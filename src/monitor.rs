//! Process and system memory readings for health reporting.
//!
//! Reads `/proc` on Linux. Every reading returns 0 on other platforms or when
//! the proc files cannot be parsed.

use std::fs;

use tracing::debug;

/// Page size assumed when converting `/proc/self/statm` page counts.
const PAGE_SIZE: u64 = 4096;

#[derive(Debug, Default, Clone, Copy)]
pub struct ProcessMonitor;

impl ProcessMonitor {
    pub fn new() -> Self {
        Self
    }

    /// Resident set size of this process in bytes.
    pub fn memory_usage(&self) -> u64 {
        #[cfg(target_os = "linux")]
        {
            match fs::read_to_string("/proc/self/statm") {
                Ok(content) => parse_statm_rss(&content).unwrap_or(0),
                Err(e) => {
                    debug!(error = %e, "Failed to read /proc/self/statm");
                    0
                }
            }
        }
        #[cfg(not(target_os = "linux"))]
        {
            0
        }
    }

    /// Total physical memory of the host in bytes.
    pub fn total_memory(&self) -> u64 {
        #[cfg(target_os = "linux")]
        {
            match fs::read_to_string("/proc/meminfo") {
                Ok(content) => parse_meminfo_total(&content).unwrap_or(0),
                Err(e) => {
                    debug!(error = %e, "Failed to read /proc/meminfo");
                    0
                }
            }
        }
        #[cfg(not(target_os = "linux"))]
        {
            0
        }
    }

    pub fn memory_usage_human(&self) -> String {
        match self.memory_usage() {
            0 => "unknown".to_string(),
            bytes => format_bytes(bytes),
        }
    }
}

// statm format: size resident share text lib data dt, in pages.
fn parse_statm_rss(content: &str) -> Option<u64> {
    let pages: u64 = content.split_whitespace().nth(1)?.parse().ok()?;
    Some(pages * PAGE_SIZE)
}

// "MemTotal:       16318480 kB"
fn parse_meminfo_total(content: &str) -> Option<u64> {
    let line = content.lines().find(|l| l.starts_with("MemTotal:"))?;
    let kb: u64 = line.split_whitespace().nth(1)?.parse().ok()?;
    Some(kb * 1024)
}

/// Render a byte count with a binary unit, e.g. `"1.5 GB"`.
pub fn format_bytes(bytes: u64) -> String {
    const KB: u64 = 1024;
    const MB: u64 = KB * 1024;
    const GB: u64 = MB * 1024;

    if bytes >= GB {
        format!("{:.1} GB", bytes as f64 / GB as f64)
    } else if bytes >= MB {
        format!("{:.1} MB", bytes as f64 / MB as f64)
    } else if bytes >= KB {
        format!("{:.1} KB", bytes as f64 / KB as f64)
    } else {
        format!("{} B", bytes)
    }
}
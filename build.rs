// Stamps build metadata that `engine.health` reports alongside the crate version.
fn main() {
    use vergen::{BuildBuilder, CargoBuilder, Emitter};

    println!("cargo:rerun-if-changed=build.rs");

    let mut emitter = Emitter::default();
    if let Ok(build) = BuildBuilder::default().build_timestamp(true).build() {
        let _ = emitter.add_instructions(&build);
    }
    if let Ok(cargo) = CargoBuilder::default().target_triple(true).build() {
        let _ = emitter.add_instructions(&cargo);
    }

    if let Err(e) = emitter.emit() {
        eprintln!("vergen emit skipped: {e}");
    }
}
impl ResourceManager {
    /// Create a manager with an empty catalog.
    pub fn new(max_budget: u64, loader: Arc<dyn ResourceLoader>) -> Self {
        info!(budget = %format_bytes(max_budget), "Resource budget configured");
        Self {
            table: Mutex::new(ResourceTable::default()),
            transitions: Mutex::new(()),
            max_budget,
            loader,
        }
    }

    /// Create a manager pre-populated with `catalog`.
    pub fn with_catalog(
        max_budget: u64,
        loader: Arc<dyn ResourceLoader>,
        catalog: impl IntoIterator<Item = ResourceDescriptor>,
    ) -> Self {
        let manager = Self::new(max_budget, loader);
        {
            let mut table = manager.table.lock();
            for descriptor in catalog {
                table
                    .records
                    .insert(descriptor.id.clone(), ResourceRecord::new(descriptor));
            }
        }
        manager
    }

    pub fn max_budget(&self) -> u64 {
        self.max_budget
    }

    pub fn budget(&self) -> BudgetSnapshot {
        BudgetSnapshot {
            used: self.table.lock().used,
            max: self.max_budget,
        }
    }

    /// Register (or replace) a resource description at runtime.
    pub fn register(&self, descriptor: ResourceDescriptor) -> Result<(), ResourceError> {
        let _transition = self.transitions.lock();
        let mut table = self.table.lock();
        if let Some(existing) = table.records.get(&descriptor.id)
            && existing.loaded
        {
            return Err(ResourceError::AlreadyLoaded(descriptor.id));
        }
        info!(resource = %descriptor.id, cost = %format_bytes(descriptor.cost_bytes), "Registered model");
        table
            .records
            .insert(descriptor.id.clone(), ResourceRecord::new(descriptor));
        Ok(())
    }

    pub fn contains(&self, id: &str) -> bool {
        self.table.lock().records.contains_key(id)
    }

    /// Snapshot of every known resource, ordered by id.
    pub fn list_resources(&self) -> Vec<ResourceInfo> {
        self.table
            .lock()
            .records
            .values()
            .map(|r| ResourceInfo {
                id: r.descriptor.id.clone(),
                name: r.descriptor.name.clone(),
                category: r.descriptor.category.clone(),
                loaded: r.loaded,
                size: r.descriptor.size_bytes,
            })
            .collect()
    }

    pub fn get_status(&self, id: &str) -> Result<ResourceStatus, ResourceError> {
        let table = self.table.lock();
        let record = table
            .records
            .get(id)
            .ok_or_else(|| ResourceError::Unknown(id.to_string()))?;
        Ok(ResourceStatus {
            loaded: record.loaded,
            memory_usage: record.charged,
            last_used: record.last_used.map(|t| t.timestamp_millis()),
        })
    }

    /// Load a resource, returning its handle.
    ///
    /// Already-loaded resources return their existing handle. Caller options
    /// are merged over the catalog defaults.
    pub fn load(
        &self,
        id: &str,
        options: Option<&Map<String, Value>>,
    ) -> Result<ResourceHandle, ResourceError> {
        let _transition = self.transitions.lock();

        let (descriptor, effective) = {
            let mut table = self.table.lock();
            let used = table.used;
            let record = table
                .records
                .get_mut(id)
                .ok_or_else(|| ResourceError::Unknown(id.to_string()))?;

            if record.loaded
                && let Some(handle) = record.handle.clone()
            {
                debug!(resource = %id, "Model already loaded");
                record.touch();
                return Ok(handle);
            }

            let cost = record.descriptor.cost_bytes;
            if used.saturating_add(cost) > self.max_budget {
                let needed = used.saturating_add(cost) - self.max_budget;
                let suggest_unload = table.eviction_candidates(needed);
                warn!(
                    resource = %id,
                    used = %format_bytes(used),
                    required = %format_bytes(cost),
                    max = %format_bytes(self.max_budget),
                    "Refusing load: budget would be exceeded"
                );
                return Err(ResourceError::BudgetExceeded {
                    id: id.to_string(),
                    used,
                    required: cost,
                    max: self.max_budget,
                    suggest_unload,
                });
            }

            let mut effective = record.descriptor.default_options.clone();
            if let Some(options) = options {
                for (key, value) in options {
                    effective.insert(key.clone(), value.clone());
                }
            }
            (record.descriptor.clone(), effective)
        };

        let started = Instant::now();
        let handle = self.loader.load(&descriptor, &effective).map_err(|e| {
            error!(resource = %id, error = %format!("{e:#}"), "Failed to load model");
            ResourceError::LoadFailed {
                id: id.to_string(),
                reason: format!("{e:#}"),
            }
        })?;

        let mut table = self.table.lock();
        let cost = descriptor.cost_bytes;
        table.used += cost;
        let used = table.used;
        if let Some(record) = table.records.get_mut(id) {
            record.loaded = true;
            record.charged = cost;
            record.handle = Some(handle.clone());
            record.touch();
        }
        info!(
            resource = %id,
            cost = %format_bytes(cost),
            total = %format_bytes(used),
            max = %format_bytes(self.max_budget),
            elapsed_ms = started.elapsed().as_millis() as u64,
            "Loaded model"
        );
        Ok(handle)
    }

    /// Boolean form of [`load`](Self::load); failures are logged.
    pub fn load_resource(&self, id: &str, options: Option<&Map<String, Value>>) -> bool {
        match self.load(id, options) {
            Ok(_) => true,
            Err(e) => {
                debug!(resource = %id, error = %e, "load_resource failed");
                false
            }
        }
    }

    /// Unload a resource. Unloading an unloaded resource is a no-op.
    pub fn unload(&self, id: &str) -> Result<(), ResourceError> {
        let _transition = self.transitions.lock();

        let (descriptor, handle) = {
            let table = self.table.lock();
            let record = table
                .records
                .get(id)
                .ok_or_else(|| ResourceError::Unknown(id.to_string()))?;
            if !record.loaded {
                debug!(resource = %id, "Model not loaded");
                return Ok(());
            }
            (record.descriptor.clone(), record.handle.clone())
        };

        if let Some(handle) = &handle {
            self.loader.unload(&descriptor, handle).map_err(|e| {
                error!(resource = %id, error = %format!("{e:#}"), "Failed to unload model");
                ResourceError::UnloadFailed {
                    id: id.to_string(),
                    reason: format!("{e:#}"),
                }
            })?;
        }

        let (freed, used) = {
            let mut table = self.table.lock();
            let freed = match table.records.get_mut(id) {
                Some(record) => {
                    let freed = record.charged;
                    record.loaded = false;
                    record.charged = 0;
                    record.handle = None;
                    freed
                }
                None => 0,
            };
            table.used = table.used.saturating_sub(freed);
            (freed, table.used)
        };

        drop(handle);
        self.loader.reclaim();

        info!(
            resource = %id,
            freed = %format_bytes(freed),
            total = %format_bytes(used),
            "Unloaded model"
        );
        Ok(())
    }

    /// Boolean form of [`unload`](Self::unload); failures are logged.
    pub fn unload_resource(&self, id: &str) -> bool {
        match self.unload(id) {
            Ok(()) => true,
            Err(e) => {
                debug!(resource = %id, error = %e, "unload_resource failed");
                false
            }
        }
    }

    fn loaded_ids(&self) -> Vec<String> {
        self.table
            .lock()
            .records
            .values()
            .filter(|r| r.loaded)
            .map(|r| r.descriptor.id.clone())
            .collect()
    }

    /// Unload everything that is loaded. Returns how many were unloaded;
    /// individual failures are logged and the sweep continues.
    pub fn unload_all(&self) -> usize {
        let mut unloaded = 0;
        for id in self.loaded_ids() {
            match self.unload(&id) {
                Ok(()) => unloaded += 1,
                Err(e) => warn!(resource = %id, error = %e, "Unload failed during sweep"),
            }
        }
        unloaded
    }

    /// Unload resources unused for longer than `max_idle`.
    pub fn unload_idle(&self, max_idle: Duration) -> Vec<String> {
        let idle: Vec<String> = {
            let table = self.table.lock();
            table
                .records
                .values()
                .filter(|r| r.loaded)
                .filter(|r| r.last_used_at.is_some_and(|t| t.elapsed() > max_idle))
                .map(|r| r.descriptor.id.clone())
                .collect()
        };

        idle.into_iter()
            .filter(|id| match self.unload(id) {
                Ok(()) => {
                    info!(resource = %id, idle_secs = max_idle.as_secs(), "Unloaded idle model");
                    true
                }
                Err(e) => {
                    warn!(resource = %id, error = %e, "Idle unload failed");
                    false
                }
            })
            .collect()
    }

    /// Handle of a loaded resource, stamping its last-used time.
    pub fn get(&self, id: &str) -> Option<ResourceHandle> {
        let mut table = self.table.lock();
        let record = table.records.get_mut(id).filter(|r| r.loaded)?;
        record.touch();
        record.handle.clone()
    }

    /// Return the resource's handle, loading it first if needed.
    ///
    /// Budget refusals and side-effect failures both surface as
    /// [`ResourceError::LoadFailed`].
    pub fn ensure_loaded(
        &self,
        id: &str,
        options: Option<&Map<String, Value>>,
    ) -> Result<ResourceHandle, ResourceError> {
        if let Some(handle) = self.get(id) {
            return Ok(handle);
        }
        self.load(id, options).map_err(|e| match e {
            ResourceError::Unknown(id) => ResourceError::Unknown(id),
            ResourceError::LoadFailed { .. } => e,
            other => ResourceError::LoadFailed {
                id: id.to_string(),
                reason: other.to_string(),
            },
        })
    }

    /// [`ensure_loaded`](Self::ensure_loaded) and downcast to the loader's
    /// concrete handle type.
    pub fn ensure_loaded_as<T>(
        &self,
        id: &str,
        options: Option<&Map<String, Value>>,
    ) -> Result<Arc<T>, ResourceError>
    where
        T: Send + Sync + 'static,
    {
        self.ensure_loaded(id, options)?
            .downcast::<T>()
            .map_err(|_| ResourceError::LoadFailed {
                id: id.to_string(),
                reason: "loaded handle has an unexpected type".to_string(),
            })
    }
}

....................

Say how many lines in this listing hold the string "CargoBuilder", giving the count and nothing more.

### YOUR RESPONSE
2